The U.S. Food and Drug Administration (FDA) recently informed Sage Therapeutics, Inc. (Nasdaq: SAGE) and Biogen Inc. (Nasdaq: BIIB) that it does not intend to convene an advisory committee meeting to discuss the New Drug Application (NDA) for zuranolone, which is being developed for the treatment of major depressive disorder (MDD) and postpartum depression (PPD). This news comes as exciting developments for the two companies, as they endeavor to bring relief to those suffering from these difficult conditions.

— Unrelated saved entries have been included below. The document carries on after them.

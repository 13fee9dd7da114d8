//! Generates a per-MCU table of I/O register addresses and memory layout constants.
//!
//! The values are not parsed out of device headers. Instead a small probe program is
//! compiled for every target variant, and the addresses and values the compiler emitted
//! are read back from the data section of the resulting ELF file.

pub mod codegen;
pub mod config;
pub mod error;
pub mod extract;
pub mod pipeline;
pub mod probe;
pub mod registry;
pub mod toolchain;
pub mod universe;

pub use codegen::OutputFormat;
pub use config::GeneratorConfig;
pub use error::{ConfigError, ExtractError, GenerateError, ToolchainError, VariantError};
pub use pipeline::{generate, Pipeline};
pub use registry::{ExtractedEntry, Registry, VariantTable};
pub use toolchain::{CommandRunner, ShellRunner, ToolOutput, Toolchain};
pub use universe::{SymbolUniverse, UniverseKind};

Zuranolone, an investigational therapy for Major Depressive Disorder and Postpartum Depression, has been granted priority review by the FDA. With a PDUFA action date of August 5, 2023, this 14-day, rapid-acting, once-daily, oral treatment has the potential to revolutionize the treatment of mood disorders in adults.
Zuranolone, an investigational drug in development, could offer a once-daily, 14-day relief to those suffering from major depressive disorder (MDD) and postpartum depression (PPD). This neuroactive steroid (NAS) works by activating the GABA-A receptor, a key part of the inhibitory signaling system of the central nervous system that plays a critical role in regulating brain function. If approved, Zuranolone could be a potential breakthrough for those affected by depressive disorders.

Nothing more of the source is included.